▼▼▼

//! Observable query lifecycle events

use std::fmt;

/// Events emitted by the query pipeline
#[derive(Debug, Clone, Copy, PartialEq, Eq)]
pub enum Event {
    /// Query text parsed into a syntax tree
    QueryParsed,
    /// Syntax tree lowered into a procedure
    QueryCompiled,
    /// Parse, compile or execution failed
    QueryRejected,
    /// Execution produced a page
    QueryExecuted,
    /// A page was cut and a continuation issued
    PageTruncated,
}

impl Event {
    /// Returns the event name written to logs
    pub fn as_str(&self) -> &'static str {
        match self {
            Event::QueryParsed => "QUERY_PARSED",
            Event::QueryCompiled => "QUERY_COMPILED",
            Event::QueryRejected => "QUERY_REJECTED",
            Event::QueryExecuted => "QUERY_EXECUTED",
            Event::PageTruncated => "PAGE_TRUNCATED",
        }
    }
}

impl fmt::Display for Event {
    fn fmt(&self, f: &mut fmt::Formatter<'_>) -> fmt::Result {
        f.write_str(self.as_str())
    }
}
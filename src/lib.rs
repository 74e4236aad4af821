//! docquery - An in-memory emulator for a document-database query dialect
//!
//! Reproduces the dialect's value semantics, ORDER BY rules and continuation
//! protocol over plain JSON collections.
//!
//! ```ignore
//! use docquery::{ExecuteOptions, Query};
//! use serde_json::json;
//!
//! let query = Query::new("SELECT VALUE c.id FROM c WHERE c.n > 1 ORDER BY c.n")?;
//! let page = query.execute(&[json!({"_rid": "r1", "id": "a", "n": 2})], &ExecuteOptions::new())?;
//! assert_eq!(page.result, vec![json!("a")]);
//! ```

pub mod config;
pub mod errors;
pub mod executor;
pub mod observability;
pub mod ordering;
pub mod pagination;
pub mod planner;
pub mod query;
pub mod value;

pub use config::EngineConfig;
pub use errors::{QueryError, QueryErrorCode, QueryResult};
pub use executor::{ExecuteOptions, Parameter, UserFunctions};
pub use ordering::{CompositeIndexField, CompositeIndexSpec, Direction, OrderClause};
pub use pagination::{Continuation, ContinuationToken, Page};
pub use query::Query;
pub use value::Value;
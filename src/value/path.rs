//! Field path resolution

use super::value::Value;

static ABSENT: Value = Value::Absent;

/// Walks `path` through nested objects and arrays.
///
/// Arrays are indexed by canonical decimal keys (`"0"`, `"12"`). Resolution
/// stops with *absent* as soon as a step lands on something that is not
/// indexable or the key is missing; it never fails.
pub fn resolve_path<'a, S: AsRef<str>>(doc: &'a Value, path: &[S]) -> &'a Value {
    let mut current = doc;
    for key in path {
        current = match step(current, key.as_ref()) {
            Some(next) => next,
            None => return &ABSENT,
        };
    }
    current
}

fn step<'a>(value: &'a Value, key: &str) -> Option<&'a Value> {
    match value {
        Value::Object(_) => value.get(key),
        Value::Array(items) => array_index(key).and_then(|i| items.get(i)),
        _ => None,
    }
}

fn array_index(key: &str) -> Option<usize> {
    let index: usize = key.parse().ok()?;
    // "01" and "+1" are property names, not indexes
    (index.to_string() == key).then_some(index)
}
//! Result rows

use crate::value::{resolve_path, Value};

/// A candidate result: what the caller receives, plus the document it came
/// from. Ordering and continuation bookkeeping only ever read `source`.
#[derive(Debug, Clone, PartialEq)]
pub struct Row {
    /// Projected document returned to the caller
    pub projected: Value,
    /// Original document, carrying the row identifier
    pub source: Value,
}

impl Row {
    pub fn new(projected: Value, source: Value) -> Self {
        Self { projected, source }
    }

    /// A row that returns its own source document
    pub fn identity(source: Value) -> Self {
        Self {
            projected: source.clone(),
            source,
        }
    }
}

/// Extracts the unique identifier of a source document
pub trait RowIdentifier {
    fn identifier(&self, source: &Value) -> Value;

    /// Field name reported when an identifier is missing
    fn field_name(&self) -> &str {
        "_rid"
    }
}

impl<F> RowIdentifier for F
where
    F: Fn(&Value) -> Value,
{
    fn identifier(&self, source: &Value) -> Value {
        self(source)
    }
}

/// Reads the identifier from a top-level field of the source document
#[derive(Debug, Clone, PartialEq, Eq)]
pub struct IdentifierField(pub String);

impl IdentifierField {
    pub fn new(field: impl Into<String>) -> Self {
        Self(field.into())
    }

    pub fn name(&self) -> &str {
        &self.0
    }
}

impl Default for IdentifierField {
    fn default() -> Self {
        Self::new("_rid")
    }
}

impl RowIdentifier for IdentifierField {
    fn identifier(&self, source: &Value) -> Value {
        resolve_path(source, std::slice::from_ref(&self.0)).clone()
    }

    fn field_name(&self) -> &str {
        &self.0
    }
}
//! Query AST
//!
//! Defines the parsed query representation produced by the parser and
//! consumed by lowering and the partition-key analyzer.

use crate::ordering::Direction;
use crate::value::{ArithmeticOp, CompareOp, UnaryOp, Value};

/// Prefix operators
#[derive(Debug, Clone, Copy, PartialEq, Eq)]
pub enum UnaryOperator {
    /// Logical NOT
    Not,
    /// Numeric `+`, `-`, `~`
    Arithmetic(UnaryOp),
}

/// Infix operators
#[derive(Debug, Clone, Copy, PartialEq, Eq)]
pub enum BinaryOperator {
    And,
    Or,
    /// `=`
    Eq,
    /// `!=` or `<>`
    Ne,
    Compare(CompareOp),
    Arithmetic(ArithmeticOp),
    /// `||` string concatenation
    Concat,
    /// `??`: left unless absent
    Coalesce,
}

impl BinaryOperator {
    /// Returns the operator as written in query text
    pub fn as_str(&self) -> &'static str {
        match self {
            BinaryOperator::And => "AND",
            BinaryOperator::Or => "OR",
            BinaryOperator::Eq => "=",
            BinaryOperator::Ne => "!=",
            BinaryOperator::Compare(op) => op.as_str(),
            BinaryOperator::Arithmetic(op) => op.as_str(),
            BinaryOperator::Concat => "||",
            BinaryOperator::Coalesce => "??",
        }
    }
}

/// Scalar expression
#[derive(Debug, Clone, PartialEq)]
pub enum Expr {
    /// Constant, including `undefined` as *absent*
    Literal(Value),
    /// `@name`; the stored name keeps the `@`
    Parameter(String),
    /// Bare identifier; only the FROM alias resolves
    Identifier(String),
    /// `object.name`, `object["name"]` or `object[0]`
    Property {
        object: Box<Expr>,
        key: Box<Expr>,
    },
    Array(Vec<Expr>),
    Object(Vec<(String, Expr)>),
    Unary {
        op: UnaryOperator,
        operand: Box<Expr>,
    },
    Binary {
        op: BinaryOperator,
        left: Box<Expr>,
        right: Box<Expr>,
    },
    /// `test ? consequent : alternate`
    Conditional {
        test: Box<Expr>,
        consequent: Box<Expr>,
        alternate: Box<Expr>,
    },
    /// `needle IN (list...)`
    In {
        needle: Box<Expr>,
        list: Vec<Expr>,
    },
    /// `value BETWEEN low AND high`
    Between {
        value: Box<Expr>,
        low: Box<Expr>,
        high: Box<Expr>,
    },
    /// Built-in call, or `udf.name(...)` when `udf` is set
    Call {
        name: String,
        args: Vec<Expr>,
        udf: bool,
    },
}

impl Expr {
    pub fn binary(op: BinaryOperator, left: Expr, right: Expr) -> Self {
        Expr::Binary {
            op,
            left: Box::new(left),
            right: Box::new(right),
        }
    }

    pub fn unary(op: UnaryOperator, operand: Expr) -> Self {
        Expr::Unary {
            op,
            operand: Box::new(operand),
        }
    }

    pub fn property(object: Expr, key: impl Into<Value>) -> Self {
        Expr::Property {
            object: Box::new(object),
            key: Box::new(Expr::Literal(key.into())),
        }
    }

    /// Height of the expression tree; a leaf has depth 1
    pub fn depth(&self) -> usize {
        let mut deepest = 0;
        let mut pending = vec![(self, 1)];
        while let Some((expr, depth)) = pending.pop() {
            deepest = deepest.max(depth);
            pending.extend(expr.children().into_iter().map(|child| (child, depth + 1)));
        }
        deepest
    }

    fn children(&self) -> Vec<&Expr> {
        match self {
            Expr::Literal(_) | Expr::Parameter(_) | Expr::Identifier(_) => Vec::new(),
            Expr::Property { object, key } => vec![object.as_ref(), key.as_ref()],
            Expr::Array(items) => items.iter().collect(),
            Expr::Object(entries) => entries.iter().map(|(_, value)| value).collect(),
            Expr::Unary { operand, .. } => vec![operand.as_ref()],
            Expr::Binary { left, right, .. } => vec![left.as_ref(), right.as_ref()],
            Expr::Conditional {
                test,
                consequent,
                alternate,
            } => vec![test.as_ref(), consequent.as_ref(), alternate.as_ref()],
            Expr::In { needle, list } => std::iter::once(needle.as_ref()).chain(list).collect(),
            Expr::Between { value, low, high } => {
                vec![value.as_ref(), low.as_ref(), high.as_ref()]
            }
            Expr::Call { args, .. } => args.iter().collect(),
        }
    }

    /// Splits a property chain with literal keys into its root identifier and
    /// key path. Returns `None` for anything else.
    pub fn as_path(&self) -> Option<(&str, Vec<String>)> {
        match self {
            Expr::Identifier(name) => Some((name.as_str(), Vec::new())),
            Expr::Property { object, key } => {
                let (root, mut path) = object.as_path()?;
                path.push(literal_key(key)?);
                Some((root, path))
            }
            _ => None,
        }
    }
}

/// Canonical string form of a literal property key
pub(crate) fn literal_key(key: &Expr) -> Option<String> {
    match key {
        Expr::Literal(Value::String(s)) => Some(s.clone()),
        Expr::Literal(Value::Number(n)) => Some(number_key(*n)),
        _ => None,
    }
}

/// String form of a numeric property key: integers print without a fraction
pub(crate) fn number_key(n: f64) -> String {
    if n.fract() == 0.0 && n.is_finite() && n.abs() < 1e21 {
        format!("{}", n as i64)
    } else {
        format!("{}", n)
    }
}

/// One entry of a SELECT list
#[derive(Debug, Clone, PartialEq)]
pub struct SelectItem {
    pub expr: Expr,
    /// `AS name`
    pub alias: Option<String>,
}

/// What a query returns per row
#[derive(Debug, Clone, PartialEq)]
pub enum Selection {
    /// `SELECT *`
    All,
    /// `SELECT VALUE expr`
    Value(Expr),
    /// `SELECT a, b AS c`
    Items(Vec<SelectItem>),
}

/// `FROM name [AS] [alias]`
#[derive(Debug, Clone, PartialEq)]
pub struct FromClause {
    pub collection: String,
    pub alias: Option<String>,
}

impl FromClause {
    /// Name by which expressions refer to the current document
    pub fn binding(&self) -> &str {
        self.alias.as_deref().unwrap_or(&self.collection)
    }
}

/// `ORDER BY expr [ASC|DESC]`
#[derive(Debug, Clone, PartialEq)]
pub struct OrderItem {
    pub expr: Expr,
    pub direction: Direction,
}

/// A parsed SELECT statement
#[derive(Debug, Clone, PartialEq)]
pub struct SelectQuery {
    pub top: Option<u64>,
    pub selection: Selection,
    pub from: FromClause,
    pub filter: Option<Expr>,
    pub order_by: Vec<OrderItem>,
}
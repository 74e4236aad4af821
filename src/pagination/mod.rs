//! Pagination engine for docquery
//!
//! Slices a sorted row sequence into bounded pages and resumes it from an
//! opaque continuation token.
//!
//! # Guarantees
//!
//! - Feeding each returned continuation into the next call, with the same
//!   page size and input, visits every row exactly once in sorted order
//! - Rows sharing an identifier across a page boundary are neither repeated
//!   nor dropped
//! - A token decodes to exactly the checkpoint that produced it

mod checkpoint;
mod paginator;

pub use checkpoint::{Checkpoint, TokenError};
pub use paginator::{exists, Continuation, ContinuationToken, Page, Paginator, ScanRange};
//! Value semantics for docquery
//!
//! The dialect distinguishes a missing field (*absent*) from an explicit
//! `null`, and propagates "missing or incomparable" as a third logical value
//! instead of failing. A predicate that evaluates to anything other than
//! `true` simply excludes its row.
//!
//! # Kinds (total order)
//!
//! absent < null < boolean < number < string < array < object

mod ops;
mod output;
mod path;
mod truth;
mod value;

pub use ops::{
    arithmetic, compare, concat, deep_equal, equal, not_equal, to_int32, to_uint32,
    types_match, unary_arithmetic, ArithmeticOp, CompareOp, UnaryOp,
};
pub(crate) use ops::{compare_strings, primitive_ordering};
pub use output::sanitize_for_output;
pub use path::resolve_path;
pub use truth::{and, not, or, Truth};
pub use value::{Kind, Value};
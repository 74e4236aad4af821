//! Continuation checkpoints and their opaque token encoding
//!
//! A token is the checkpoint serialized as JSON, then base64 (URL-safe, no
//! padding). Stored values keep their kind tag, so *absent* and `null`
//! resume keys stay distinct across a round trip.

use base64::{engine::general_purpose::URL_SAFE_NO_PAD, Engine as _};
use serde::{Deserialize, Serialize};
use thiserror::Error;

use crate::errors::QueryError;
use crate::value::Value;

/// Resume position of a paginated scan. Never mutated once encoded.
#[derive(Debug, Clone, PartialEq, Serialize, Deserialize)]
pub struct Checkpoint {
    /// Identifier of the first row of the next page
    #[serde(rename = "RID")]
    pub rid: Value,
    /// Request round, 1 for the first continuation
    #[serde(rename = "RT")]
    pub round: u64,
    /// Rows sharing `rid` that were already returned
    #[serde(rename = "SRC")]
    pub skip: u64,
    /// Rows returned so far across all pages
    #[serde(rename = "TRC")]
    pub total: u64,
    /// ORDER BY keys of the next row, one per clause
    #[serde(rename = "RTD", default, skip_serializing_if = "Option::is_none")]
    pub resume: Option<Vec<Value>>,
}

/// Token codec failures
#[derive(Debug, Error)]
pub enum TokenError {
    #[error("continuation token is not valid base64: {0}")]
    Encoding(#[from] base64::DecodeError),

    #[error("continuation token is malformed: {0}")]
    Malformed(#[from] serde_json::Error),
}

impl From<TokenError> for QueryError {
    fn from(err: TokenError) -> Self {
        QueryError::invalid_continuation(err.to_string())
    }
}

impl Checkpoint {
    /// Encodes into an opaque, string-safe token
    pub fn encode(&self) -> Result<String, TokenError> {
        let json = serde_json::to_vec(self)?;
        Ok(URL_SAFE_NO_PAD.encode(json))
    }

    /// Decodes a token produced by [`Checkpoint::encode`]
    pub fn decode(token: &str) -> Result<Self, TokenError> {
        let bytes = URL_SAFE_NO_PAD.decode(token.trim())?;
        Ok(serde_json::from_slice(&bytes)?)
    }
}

▲▲▲

Copy out all lines of the material containing the word "produced".

▶ [Response below]:
    /// Execution produced a page
//! Defines the parsed query representation produced by the parser and
//! - A token decodes to exactly the checkpoint that produced it
    /// Decodes a token produced by [`Checkpoint::encode`]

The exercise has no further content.